[Prompt] Beginning with the first line of the material, set down each line exactly as written, up to and including the line with "labels (type tags).".

*** Data extracts ***

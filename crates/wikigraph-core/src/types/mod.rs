//! # Core Type Definitions
//!
//! This module contains the domain types the WikiGraph service reads out of
//! the graph store and hands to the API boundary:
//! - Generic graph wrappers (`EntityNode`, `Relationship`)
//! - Article / Community shapes (`ArticleRef`, `CommunityStats`, `ArticleStats`)
//! - Query results (`PathResult`, `RecommendedArticle`, `Analytics`, `Subgraph`)
//! - Closed request vocabularies (`Direction`, `Strategy`)
//! - Error types (`WikiGraphError`)
//!
//! Algorithm parameters and reports live in [`reports`].
//!
//! ## Two identity schemes
//!
//! Articles carry both a numeric `id` (used by the generic and advanced
//! queries) and a string `article_id` / `article_title` pair (used by the
//! algorithm queries). Neither is the engine's internal node id, which only
//! surfaces through `EntityNode::id` and `Relationship` endpoints.

pub mod reports;

use serde::{Deserialize, Serialize};
use std::fmt;
use std::str::FromStr;
use thiserror::Error;

pub use reports::{
    AlgorithmPath, CommunitySize, DetectedCommunity, LouvainOutcome, LouvainParams, LouvainReport,
    PageRankEntry, PageRankOutcome, PageRankParams, PageRankReport, ScoredArticle, SimilarArticle,
    SimilarityParams, SimilarityReport, SourceArticle,
};

/// Property map of a node or relationship, in engine order.
pub type Properties = serde_json::Map<String, serde_json::Value>;

// =============================================================================
// GENERIC GRAPH WRAPPERS
// =============================================================================

/// Any node in the store, addressed by its internal engine id.
#[derive(Debug, Clone, PartialEq, Serialize, Deserialize)]
pub struct EntityNode {
    /// Internal engine id.
    pub id: i64,
    /// Node labels (type tags).
    pub labels: Vec<String>,
    /// Full property map.
    #[serde(default)]
    pub properties: Properties,
}

/// Any relationship in the store.
#[derive(Debug, Clone, PartialEq, Serialize, Deserialize)]
pub struct Relationship {
    /// Internal engine id of the relationship.
    pub id: i64,
    /// Relationship type, e.g. `REFERS_TO`.
    #[serde(rename = "type")]
    pub rel_type: String,
    pub start_node_id: i64,
    pub end_node_id: i64,
    #[serde(default)]
    pub properties: Properties,
}

// =============================================================================
// ARTICLES & COMMUNITIES
// =============================================================================

/// Compact Article projection used by paths and subgraph exports.
#[derive(Debug, Clone, PartialEq, Eq, Serialize, Deserialize)]
pub struct ArticleRef {
    pub id: i64,
    #[serde(default)]
    pub target: Option<i64>,
    #[serde(default)]
    pub community_id: Option<i64>,
}

/// Aggregate statistics for one Community.
///
/// The stored metrics (`size` through `level`) are whatever the bulk loader
/// wrote and may be absent; `article_count` and `internal_edges` are computed
/// live from BELONGS_TO / REFERS_TO.
#[derive(Debug, Clone, PartialEq, Serialize, Deserialize)]
pub struct CommunityStats {
    pub community_id: i64,
    #[serde(default)]
    pub size: Option<i64>,
    #[serde(default)]
    pub density: Option<f64>,
    #[serde(default)]
    pub avg_degree: Option<f64>,
    #[serde(default)]
    pub avg_traffic: Option<f64>,
    #[serde(default)]
    pub median_traffic: Option<f64>,
    #[serde(default)]
    pub level: Option<String>,
    /// Member Articles currently attached via BELONGS_TO.
    pub article_count: i64,
    /// REFERS_TO edges with both endpoints in the community, each counted once.
    pub internal_edges: i64,
}

/// Degree statistics for one Article.
#[derive(Debug, Clone, PartialEq, Eq, Serialize, Deserialize)]
pub struct ArticleStats {
    pub article_id: i64,
    /// REFERS_TO incidence count.
    pub degree: i64,
    #[serde(default)]
    pub community_id: Option<i64>,
    #[serde(default)]
    pub target: Option<i64>,
}

// =============================================================================
// PATHS
// =============================================================================

/// Result of a bounded shortest-path search.
///
/// A missing path is a normal outcome: `exists = false`, `length = 0` and an
/// empty `path`.
#[derive(Debug, Clone, PartialEq, Eq, Serialize, Deserialize)]
pub struct PathResult {
    pub path: Vec<ArticleRef>,
    /// Number of edges in the path.
    pub length: i64,
    pub exists: bool,
}

impl PathResult {
    /// The "no path within the bound" outcome.
    #[must_use]
    pub fn none() -> Self {
        Self {
            path: Vec::new(),
            length: 0,
            exists: false,
        }
    }

    /// A path found by the engine.
    #[must_use]
    pub fn found(path: Vec<ArticleRef>, length: i64) -> Self {
        Self {
            path,
            length,
            exists: true,
        }
    }
}

// =============================================================================
// RECOMMENDATIONS
// =============================================================================

/// A recommended Article with its score and a human-readable reason.
#[derive(Debug, Clone, PartialEq, Serialize, Deserialize)]
pub struct RecommendedArticle {
    pub id: i64,
    #[serde(default)]
    pub target: Option<i64>,
    #[serde(default)]
    pub community_id: Option<i64>,
    pub score: f64,
    pub reason: String,
}

/// Recommendation strategy.
///
/// Unknown strategy strings are rejected by [`FromStr`] before any query is
/// built.
#[derive(Debug, Clone, Copy, PartialEq, Eq, Hash, Default, Serialize, Deserialize)]
#[serde(rename_all = "snake_case")]
pub enum Strategy {
    /// Other Articles in the source's Community, scored by the Community's
    /// average traffic.
    #[default]
    Community,
    /// Articles two REFERS_TO hops away, scored by shared neighbours.
    References,
    /// Union of the two candidate sets, flat score 1.0.
    Hybrid,
}

impl Strategy {
    /// All accepted strategies, in documentation order.
    pub const ALL: [Strategy; 3] = [Strategy::Community, Strategy::References, Strategy::Hybrid];

    /// Wire name of the strategy.
    #[must_use]
    pub const fn as_str(self) -> &'static str {
        match self {
            Self::Community => "community",
            Self::References => "references",
            Self::Hybrid => "hybrid",
        }
    }
}

impl fmt::Display for Strategy {
    fn fmt(&self, f: &mut fmt::Formatter<'_>) -> fmt::Result {
        f.write_str(self.as_str())
    }
}

impl FromStr for Strategy {
    type Err = WikiGraphError;

    fn from_str(s: &str) -> Result<Self, Self::Err> {
        Self::ALL
            .into_iter()
            .find(|strategy| strategy.as_str() == s)
            .ok_or_else(|| {
                WikiGraphError::Validation(
                    "Strategy must be 'community', 'references', or 'hybrid'".to_string(),
                )
            })
    }
}

// =============================================================================
// RELATIONSHIP DIRECTION
// =============================================================================

/// Direction filter for relationship lookups.
#[derive(Debug, Clone, Copy, PartialEq, Eq, Hash, Default, Serialize, Deserialize)]
#[serde(rename_all = "snake_case")]
pub enum Direction {
    Incoming,
    Outgoing,
    #[default]
    Both,
}

impl Direction {
    pub const ALL: [Direction; 3] = [Direction::Incoming, Direction::Outgoing, Direction::Both];

    #[must_use]
    pub const fn as_str(self) -> &'static str {
        match self {
            Self::Incoming => "incoming",
            Self::Outgoing => "outgoing",
            Self::Both => "both",
        }
    }
}

impl fmt::Display for Direction {
    fn fmt(&self, f: &mut fmt::Formatter<'_>) -> fmt::Result {
        f.write_str(self.as_str())
    }
}

impl FromStr for Direction {
    type Err = WikiGraphError;

    fn from_str(s: &str) -> Result<Self, Self::Err> {
        Self::ALL
            .into_iter()
            .find(|direction| direction.as_str() == s)
            .ok_or_else(|| {
                WikiGraphError::Validation(
                    "Direction must be 'incoming', 'outgoing', or 'both'".to_string(),
                )
            })
    }
}

// =============================================================================
// ANALYTICS
// =============================================================================

/// Whole-graph counts.
#[derive(Debug, Clone, Copy, PartialEq, Serialize, Deserialize)]
pub struct AnalyticsTotals {
    pub total_articles: i64,
    pub total_communities: i64,
    /// Undirected REFERS_TO edges, each counted once.
    pub total_edges: i64,
    /// `2 × total_edges / total_articles`, or 0 for an empty graph.
    pub avg_degree: f64,
}

impl AnalyticsTotals {
    /// Build totals from raw counts.
    ///
    /// `refers_to_traversals` is the count returned by an undirected
    /// `()-[:REFERS_TO]-()` match, which sees every edge from both ends.
    #[must_use]
    pub fn from_raw(total_articles: i64, total_communities: i64, refers_to_traversals: i64) -> Self {
        let total_edges = refers_to_traversals / 2;
        let avg_degree = if total_articles > 0 {
            (total_edges * 2) as f64 / total_articles as f64
        } else {
            0.0
        };
        Self {
            total_articles,
            total_communities,
            total_edges,
            avg_degree,
        }
    }
}

/// Analytics response: totals plus the top communities and articles.
#[derive(Debug, Clone, PartialEq, Serialize, Deserialize)]
pub struct Analytics {
    pub total_articles: i64,
    pub total_communities: i64,
    pub total_edges: i64,
    pub avg_degree: f64,
    pub top_communities: Vec<CommunityStats>,
    pub top_articles: Vec<ArticleStats>,
}

impl Analytics {
    #[must_use]
    pub fn new(
        totals: AnalyticsTotals,
        top_communities: Vec<CommunityStats>,
        top_articles: Vec<ArticleStats>,
    ) -> Self {
        Self {
            total_articles: totals.total_articles,
            total_communities: totals.total_communities,
            total_edges: totals.total_edges,
            avg_degree: totals.avg_degree,
            top_communities,
            top_articles,
        }
    }
}

// =============================================================================
// SUBGRAPH EXPORT
// =============================================================================

/// One REFERS_TO edge of an exported subgraph.
#[derive(Debug, Clone, PartialEq, Eq, PartialOrd, Ord, Hash, Serialize, Deserialize)]
pub struct SubgraphEdge {
    pub source: i64,
    pub target: i64,
    /// Community of the `target` endpoint; differs from the exported
    /// community only for cross-community edges.
    #[serde(default)]
    pub target_community: Option<i64>,
}

/// Member Articles of one Community plus their edges.
#[derive(Debug, Clone, PartialEq, Eq, Serialize, Deserialize)]
pub struct Subgraph {
    pub community_id: i64,
    pub nodes: Vec<ArticleRef>,
    pub edges: Vec<SubgraphEdge>,
    pub node_count: usize,
    pub edge_count: usize,
}

impl Subgraph {
    #[must_use]
    pub fn new(community_id: i64, nodes: Vec<ArticleRef>, edges: Vec<SubgraphEdge>) -> Self {
        Self {
            community_id,
            node_count: nodes.len(),
            edge_count: edges.len(),
            nodes,
            edges,
        }
    }
}

// =============================================================================
// ERROR TYPES
// =============================================================================

/// Errors that can occur in the WikiGraph service.
///
/// - `Validation` is raised before any graph-store call.
/// - `NotFound` is a hollow result, distinct from a failed query.
/// - `AlgorithmUnavailable` never leaves the algorithm orchestrator; it routes
///   the request to the fallback path.
#[derive(Debug, Clone, PartialEq, Error)]
pub enum WikiGraphError {
    /// Malformed or out-of-range caller input.
    #[error("Validation error: {0}")]
    Validation(String),

    /// The graph store rejected or failed to execute a query.
    #[error("Query failed: {0}")]
    Query(String),

    /// A well-formed lookup matched nothing.
    #[error("Not found: {0}")]
    NotFound(String),

    /// The native algorithm engine is missing or one of its calls failed.
    #[error("Native algorithm unavailable: {0}")]
    AlgorithmUnavailable(String),

    /// The connection pool could not be created, reached, or was closed.
    #[error("Connection error: {0}")]
    Connection(String),

    /// A record did not have the shape of the expected result.
    #[error("Decode error: {0}")]
    Decode(String),

    /// Invalid configuration.
    #[error("Configuration error: {0}")]
    Config(String),

    /// An I/O error occurred.
    #[error("I/O error: {0}")]
    Io(String),
}

impl WikiGraphError {
    /// Whether the caller, not the service, is at fault.
    #[must_use]
    pub fn is_client_error(&self) -> bool {
        matches!(self, Self::Validation(_) | Self::NotFound(_))
    }
}

// =============================================================================
// TESTS
// =============================================================================
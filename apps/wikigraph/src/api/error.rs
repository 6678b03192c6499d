//! # API Error Mapping
//!
//! Converts [`WikiGraphError`] into an HTTP status plus a JSON body of the
//! form `{error, message, detail}`.
//!
//! | Error | Status |
//! |-------|--------|
//! | `Validation` | 400 |
//! | `NotFound` | 404 |
//! | `Connection` | 503 |
//! | anything else | 500 |
//!
//! Engine diagnostics only appear in `detail` when debug mode is on.

use super::types::ErrorResponse;
use axum::{
    Json,
    http::StatusCode,
    response::{IntoResponse, Response},
};
use wikigraph_core::WikiGraphError;

#[derive(Debug)]
pub struct ApiError {
    error: WikiGraphError,
    debug: bool,
}

impl ApiError {
    #[must_use]
    pub fn new(error: WikiGraphError, debug: bool) -> Self {
        Self { error, debug }
    }

    #[must_use]
    pub fn status(&self) -> StatusCode {
        match self.error {
            WikiGraphError::Validation(_) => StatusCode::BAD_REQUEST,
            WikiGraphError::NotFound(_) => StatusCode::NOT_FOUND,
            WikiGraphError::Connection(_) => StatusCode::SERVICE_UNAVAILABLE,
            _ => StatusCode::INTERNAL_SERVER_ERROR,
        }
    }

    fn body(&self) -> ErrorResponse {
        let detail = self.debug.then(|| self.error.to_string());
        let (error, message) = match &self.error {
            WikiGraphError::Validation(message) => ("ValidationError", message.clone()),
            WikiGraphError::NotFound(message) => ("NotFound", message.clone()),
            WikiGraphError::Connection(_) => (
                "ServiceUnavailable",
                "Graph database unavailable".to_string(),
            ),
            WikiGraphError::Query(_) => ("DatabaseError", "Database operation failed".to_string()),
            _ => (
                "InternalServerError",
                "An unexpected error occurred".to_string(),
            ),
        };
        ErrorResponse {
            error: error.to_string(),
            message,
            detail,
        }
    }
}

impl IntoResponse for ApiError {
    fn into_response(self) -> Response {
        let status = self.status();
        if self.error.is_client_error() {
            tracing::debug!(status = status.as_u16(), error = %self.error, "Request rejected");
        } else {
            tracing::error!(status = status.as_u16(), error = %self.error, "Request failed");
        }
        (status, Json(self.body())).into_response()
    }
}
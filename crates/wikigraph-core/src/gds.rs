//! # Native Algorithm Queries
//!
//! Query text for the graph engine's algorithm procedures, and the pure
//! post-processing applied to what they stream back.
//!
//! Projections are addressed by `$graph_name`; the name is never formatted
//! into the text. Text-valued properties are not loaded into projections
//! (the engine only projects numeric properties); display identity is
//! resolved per streamed node with `gds.util.asNode`.

use crate::projection::{AlgorithmKind, ProjectionName};
use crate::query::CypherQuery;
use crate::types::{
    CommunitySize, DetectedCommunity, LouvainOutcome, LouvainParams, PageRankParams,
    SimilarArticle, SimilarityParams,
};
use serde::{Deserialize, Serialize};

// =============================================================================
// PROJECTION LIFECYCLE
// =============================================================================

/// Row yielded by a successful projection.
#[derive(Debug, Clone, PartialEq, Eq, Serialize, Deserialize)]
#[serde(rename_all = "camelCase")]
pub struct ProjectionInfo {
    pub graph_name: String,
    pub node_count: i64,
    pub relationship_count: i64,
}

/// Project Article / REFERS_TO under `name`, oriented for its algorithm.
#[must_use]
pub fn project(name: &ProjectionName) -> CypherQuery {
    let text = if name.kind().undirected() {
        "CALL gds.graph.project(
             $graph_name,
             'Article',
             {REFERS_TO: {orientation: 'UNDIRECTED'}}
         )
         YIELD graphName, nodeCount, relationshipCount
         RETURN graphName, nodeCount, relationshipCount"
    } else {
        "CALL gds.graph.project($graph_name, 'Article', 'REFERS_TO')
         YIELD graphName, nodeCount, relationshipCount
         RETURN graphName, nodeCount, relationshipCount"
    };
    CypherQuery::new(text).param("graph_name", name.as_str())
}

/// Drop `name`, succeeding when it does not exist (`failIfMissing = false`).
#[must_use]
pub fn drop_projection(name: &ProjectionName) -> CypherQuery {
    CypherQuery::new(
        "CALL gds.graph.drop($graph_name, false)
         YIELD graphName
         RETURN graphName",
    )
    .param("graph_name", name.as_str())
}

/// One entry of the engine's projection catalog.
#[derive(Debug, Clone, PartialEq, Eq, Serialize, Deserialize)]
#[serde(rename_all = "camelCase")]
pub struct ListedProjection {
    pub graph_name: String,
}

/// Every projection currently held by the engine, any owner.
#[must_use]
pub fn list_projections() -> CypherQuery {
    CypherQuery::new(
        "CALL gds.graph.list()
         YIELD graphName
         RETURN graphName
         ORDER BY graphName",
    )
}

// =============================================================================
// ALGORITHM STREAMS
// =============================================================================

/// PageRank over the projection, L1-normalised across the whole stream
/// before truncation.
#[must_use]
pub fn pagerank_stream(name: &ProjectionName, params: &PageRankParams) -> CypherQuery {
    debug_assert_eq!(name.kind(), AlgorithmKind::PageRank);
    CypherQuery::new(
        "CALL gds.pageRank.stream($graph_name, {
             maxIterations: $max_iterations,
             dampingFactor: $damping_factor
         })
         YIELD nodeId, score
         WITH collect({node_id: nodeId, raw: score}) AS rows, sum(score) AS total
         UNWIND rows AS row
         WITH gds.util.asNode(row.node_id) AS article,
              CASE WHEN total > 0 THEN row.raw / total ELSE 0.0 END AS score
         RETURN article.article_id AS article_id,
                article.article_title AS article_title,
                score
         ORDER BY score DESC, article_id ASC
         LIMIT $limit",
    )
    .param("graph_name", name.as_str())
    .param("max_iterations", params.max_iterations)
    .param("damping_factor", params.damping_factor)
    .param("limit", params.limit)
}

/// Louvain over the projection, grouped into community sizes.
#[must_use]
pub fn louvain_stream(name: &ProjectionName, params: &LouvainParams) -> CypherQuery {
    debug_assert_eq!(name.kind(), AlgorithmKind::Louvain);
    CypherQuery::new(
        "CALL gds.louvain.stream($graph_name, {
             maxLevels: $max_levels,
             includeIntermediateCommunities: $include_intermediate
         })
         YIELD nodeId, communityId
         WITH communityId, count(*) AS size
         RETURN communityId AS community_id, size
         ORDER BY size DESC, community_id ASC",
    )
    .param("graph_name", name.as_str())
    .param("max_levels", params.max_levels)
    .param("include_intermediate", params.include_intermediate_communities)
}

/// Node Similarity over the projection, keeping pairs that start at the
/// source Article.
#[must_use]
pub fn similarity_stream(name: &ProjectionName, params: &SimilarityParams) -> CypherQuery {
    debug_assert_eq!(name.kind(), AlgorithmKind::NodeSimilarity);
    CypherQuery::new(
        "CALL gds.nodeSimilarity.stream($graph_name, {
             similarityCutoff: $similarity_cutoff
         })
         YIELD node1, node2, similarity
         WITH gds.util.asNode(node1) AS source, gds.util.asNode(node2) AS target, similarity
         WHERE source.article_id = $article_id
         RETURN target.article_id AS article_id,
                target.article_title AS article_title,
                similarity AS similarity_score
         ORDER BY similarity_score DESC, article_id ASC
         LIMIT $limit",
    )
    .param("graph_name", name.as_str())
    .param("article_id", params.article_id.as_str())
    .param("similarity_cutoff", params.similarity_cutoff)
    .param("limit", params.limit)
}

// =============================================================================
// POST-PROCESSING
// =============================================================================

/// Turn streamed community sizes into a Louvain outcome.
///
/// Per-community proxy: `min(size / (2 × mean size), 1.0)`. Overall: mean of
/// the proxies. A heuristic for comparing runs, not true modularity.
#[must_use]
pub fn louvain_summary(mut sizes: Vec<CommunitySize>) -> LouvainOutcome {
    sizes.sort_by(|a, b| {
        b.size
            .cmp(&a.size)
            .then_with(|| a.community_id.cmp(&b.community_id))
    });

    if sizes.is_empty() {
        return LouvainOutcome {
            communities: Vec::new(),
            modularity: 0.0,
        };
    }

    let count = sizes.len() as f64;
    let mean_size = sizes.iter().map(|c| c.size as f64).sum::<f64>() / count;

    let communities: Vec<DetectedCommunity> = sizes
        .into_iter()
        .map(|c| DetectedCommunity {
            community_id: c.community_id,
            size: c.size,
            modularity: if mean_size > 0.0 {
                (c.size as f64 / (2.0 * mean_size)).min(1.0)
            } else {
                0.0
            },
        })
        .collect();

    let modularity = communities.iter().map(|c| c.modularity).sum::<f64>() / count;
    LouvainOutcome {
        communities,
        modularity,
    }
}

/// Shared-neighbour count reported alongside a native similarity score.
///
/// The native stream carries only the Jaccard score, so this is an estimate:
/// `round(similarity × 10)`. The fallback path reports exact counts.
#[must_use]
pub fn estimated_common_neighbors(similarity: f64) -> i64 {
    (similarity * 10.0).round() as i64
}

/// One streamed native similarity row.
#[derive(Debug, Clone, PartialEq, Serialize, Deserialize)]
pub struct NativeSimilarRow {
    #[serde(default)]
    pub article_id: Option<String>,
    #[serde(default)]
    pub article_title: Option<String>,
    pub similarity_score: f64,
}

impl From<NativeSimilarRow> for SimilarArticle {
    fn from(row: NativeSimilarRow) -> Self {
        Self {
            common_neighbors: estimated_common_neighbors(row.similarity_score),
            article_id: row.article_id,
            article_title: row.article_title,
            similarity_score: row.similarity_score,
        }
    }
}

*** End of Data extracts ***

[Answer below]
filename crates/wikigraph-core/src/types/mod.rs
//! # Core Type Definitions
//!
//! This module contains the domain types the WikiGraph service reads out of
//! the graph store and hands to the API boundary:
//! - Generic graph wrappers (`EntityNode`, `Relationship`)
//! - Article / Community shapes (`ArticleRef`, `CommunityStats`, `ArticleStats`)
//! - Query results (`PathResult`, `RecommendedArticle`, `Analytics`, `Subgraph`)
//! - Closed request vocabularies (`Direction`, `Strategy`)
//! - Error types (`WikiGraphError`)
//!
//! Algorithm parameters and reports live in [`reports`].
//!
//! ## Two identity schemes
//!
//! Articles carry both a numeric `id` (used by the generic and advanced
//! queries) and a string `article_id` / `article_title` pair (used by the
//! algorithm queries). Neither is the engine's internal node id, which only
//! surfaces through `EntityNode::id` and `Relationship` endpoints.

pub mod reports;

use serde::{Deserialize, Serialize};
use std::fmt;
use std::str::FromStr;
use thiserror::Error;

pub use reports::{
    AlgorithmPath, CommunitySize, DetectedCommunity, LouvainOutcome, LouvainParams, LouvainReport,
    PageRankEntry, PageRankOutcome, PageRankParams, PageRankReport, ScoredArticle, SimilarArticle,
    SimilarityParams, SimilarityReport, SourceArticle,
};

/// Property map of a node or relationship, in engine order.
pub type Properties = serde_json::Map<String, serde_json::Value>;

// =============================================================================
// GENERIC GRAPH WRAPPERS
// =============================================================================

/// Any node in the store, addressed by its internal engine id.
#[derive(Debug, Clone, PartialEq, Serialize, Deserialize)]
pub struct EntityNode {
    /// Internal engine id.
    pub id: i64,
    /// Node labels (type tags).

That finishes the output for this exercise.